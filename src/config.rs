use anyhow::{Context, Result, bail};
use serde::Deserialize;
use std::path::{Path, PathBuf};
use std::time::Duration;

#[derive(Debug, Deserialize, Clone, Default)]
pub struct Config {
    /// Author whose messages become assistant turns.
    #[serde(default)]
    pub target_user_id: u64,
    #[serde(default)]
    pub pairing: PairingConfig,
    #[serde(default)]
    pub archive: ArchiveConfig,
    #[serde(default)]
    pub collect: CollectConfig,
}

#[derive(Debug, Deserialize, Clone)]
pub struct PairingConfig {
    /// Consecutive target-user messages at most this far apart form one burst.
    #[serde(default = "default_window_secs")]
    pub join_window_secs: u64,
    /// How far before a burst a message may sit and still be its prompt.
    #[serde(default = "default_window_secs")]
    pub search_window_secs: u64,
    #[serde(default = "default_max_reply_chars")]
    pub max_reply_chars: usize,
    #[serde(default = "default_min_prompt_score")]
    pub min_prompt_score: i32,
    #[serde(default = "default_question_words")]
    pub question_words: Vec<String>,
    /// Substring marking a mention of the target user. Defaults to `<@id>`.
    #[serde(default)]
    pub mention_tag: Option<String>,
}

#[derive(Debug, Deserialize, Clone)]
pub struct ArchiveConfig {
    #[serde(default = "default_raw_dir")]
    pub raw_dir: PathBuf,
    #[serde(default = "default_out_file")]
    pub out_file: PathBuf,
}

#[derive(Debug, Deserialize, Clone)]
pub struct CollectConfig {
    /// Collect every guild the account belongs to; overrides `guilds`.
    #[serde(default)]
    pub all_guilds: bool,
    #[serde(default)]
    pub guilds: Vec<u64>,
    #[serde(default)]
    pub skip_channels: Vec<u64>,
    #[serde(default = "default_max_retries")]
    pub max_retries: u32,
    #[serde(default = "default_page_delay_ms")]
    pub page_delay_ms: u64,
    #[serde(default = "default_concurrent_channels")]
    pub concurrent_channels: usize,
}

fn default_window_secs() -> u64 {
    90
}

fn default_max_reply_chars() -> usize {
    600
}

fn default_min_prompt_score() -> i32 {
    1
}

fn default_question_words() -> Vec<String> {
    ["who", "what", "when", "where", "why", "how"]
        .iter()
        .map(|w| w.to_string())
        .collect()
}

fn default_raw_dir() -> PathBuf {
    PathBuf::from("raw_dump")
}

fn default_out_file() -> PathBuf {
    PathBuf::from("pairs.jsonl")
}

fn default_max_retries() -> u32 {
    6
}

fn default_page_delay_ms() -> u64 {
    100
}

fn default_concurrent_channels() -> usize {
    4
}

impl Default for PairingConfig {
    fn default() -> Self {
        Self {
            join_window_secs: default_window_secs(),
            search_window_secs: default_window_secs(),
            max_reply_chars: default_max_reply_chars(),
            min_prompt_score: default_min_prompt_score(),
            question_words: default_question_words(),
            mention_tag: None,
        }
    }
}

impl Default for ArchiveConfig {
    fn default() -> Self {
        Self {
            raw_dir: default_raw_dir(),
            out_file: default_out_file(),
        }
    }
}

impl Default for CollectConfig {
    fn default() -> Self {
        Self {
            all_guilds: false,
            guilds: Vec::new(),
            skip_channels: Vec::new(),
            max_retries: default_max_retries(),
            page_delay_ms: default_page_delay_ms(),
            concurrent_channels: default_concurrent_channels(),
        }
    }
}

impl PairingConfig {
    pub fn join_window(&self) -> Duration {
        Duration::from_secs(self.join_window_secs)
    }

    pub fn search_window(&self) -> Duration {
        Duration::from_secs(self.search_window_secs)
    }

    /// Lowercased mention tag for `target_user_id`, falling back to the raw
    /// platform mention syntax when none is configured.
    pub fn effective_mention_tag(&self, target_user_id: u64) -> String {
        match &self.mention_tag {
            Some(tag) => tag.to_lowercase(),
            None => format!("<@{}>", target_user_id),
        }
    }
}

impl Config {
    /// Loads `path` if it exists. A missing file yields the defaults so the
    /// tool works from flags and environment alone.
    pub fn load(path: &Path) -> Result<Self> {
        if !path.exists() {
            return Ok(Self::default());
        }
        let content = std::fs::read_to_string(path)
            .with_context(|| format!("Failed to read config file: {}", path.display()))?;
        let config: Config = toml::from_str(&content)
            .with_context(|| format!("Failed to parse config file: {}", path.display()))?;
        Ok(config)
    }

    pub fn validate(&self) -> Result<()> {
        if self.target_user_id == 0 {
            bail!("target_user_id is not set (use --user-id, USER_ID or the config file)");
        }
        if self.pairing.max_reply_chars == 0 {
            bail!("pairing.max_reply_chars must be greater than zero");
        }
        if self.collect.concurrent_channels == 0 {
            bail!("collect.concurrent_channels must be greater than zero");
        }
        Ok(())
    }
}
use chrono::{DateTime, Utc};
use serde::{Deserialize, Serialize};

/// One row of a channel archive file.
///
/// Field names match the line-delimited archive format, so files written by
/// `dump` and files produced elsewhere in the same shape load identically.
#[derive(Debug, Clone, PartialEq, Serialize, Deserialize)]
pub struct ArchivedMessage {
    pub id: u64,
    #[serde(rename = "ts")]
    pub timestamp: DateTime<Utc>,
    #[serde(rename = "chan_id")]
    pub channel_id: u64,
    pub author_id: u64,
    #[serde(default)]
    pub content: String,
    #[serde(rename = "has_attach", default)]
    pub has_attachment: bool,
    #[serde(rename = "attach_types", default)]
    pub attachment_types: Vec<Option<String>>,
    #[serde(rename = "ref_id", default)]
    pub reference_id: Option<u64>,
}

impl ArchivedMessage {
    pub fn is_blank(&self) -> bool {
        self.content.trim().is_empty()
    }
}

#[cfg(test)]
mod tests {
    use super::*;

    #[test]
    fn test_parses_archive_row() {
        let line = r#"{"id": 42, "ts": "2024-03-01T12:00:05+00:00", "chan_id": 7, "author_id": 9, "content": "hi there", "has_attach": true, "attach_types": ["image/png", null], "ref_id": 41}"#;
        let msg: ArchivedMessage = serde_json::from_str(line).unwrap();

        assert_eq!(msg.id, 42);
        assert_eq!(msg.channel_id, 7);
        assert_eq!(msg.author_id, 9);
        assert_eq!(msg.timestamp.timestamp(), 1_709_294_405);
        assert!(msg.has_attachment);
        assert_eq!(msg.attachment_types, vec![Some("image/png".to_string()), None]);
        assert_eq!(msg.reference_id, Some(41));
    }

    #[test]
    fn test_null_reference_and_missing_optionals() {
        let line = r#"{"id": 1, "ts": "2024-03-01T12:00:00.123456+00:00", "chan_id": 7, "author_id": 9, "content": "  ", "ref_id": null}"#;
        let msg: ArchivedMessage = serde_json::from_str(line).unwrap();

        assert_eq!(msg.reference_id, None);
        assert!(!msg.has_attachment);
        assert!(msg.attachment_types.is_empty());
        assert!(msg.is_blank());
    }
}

--------------------------------

→ **Description of the task**:
Scan the lines above for the word "Duration". Return each one that has it.

→ **Exercise answer**:
use std::time::Duration;
    pub fn join_window(&self) -> Duration {
        Duration::from_secs(self.join_window_secs)
    pub fn search_window(&self) -> Duration {
        Duration::from_secs(self.search_window_secs)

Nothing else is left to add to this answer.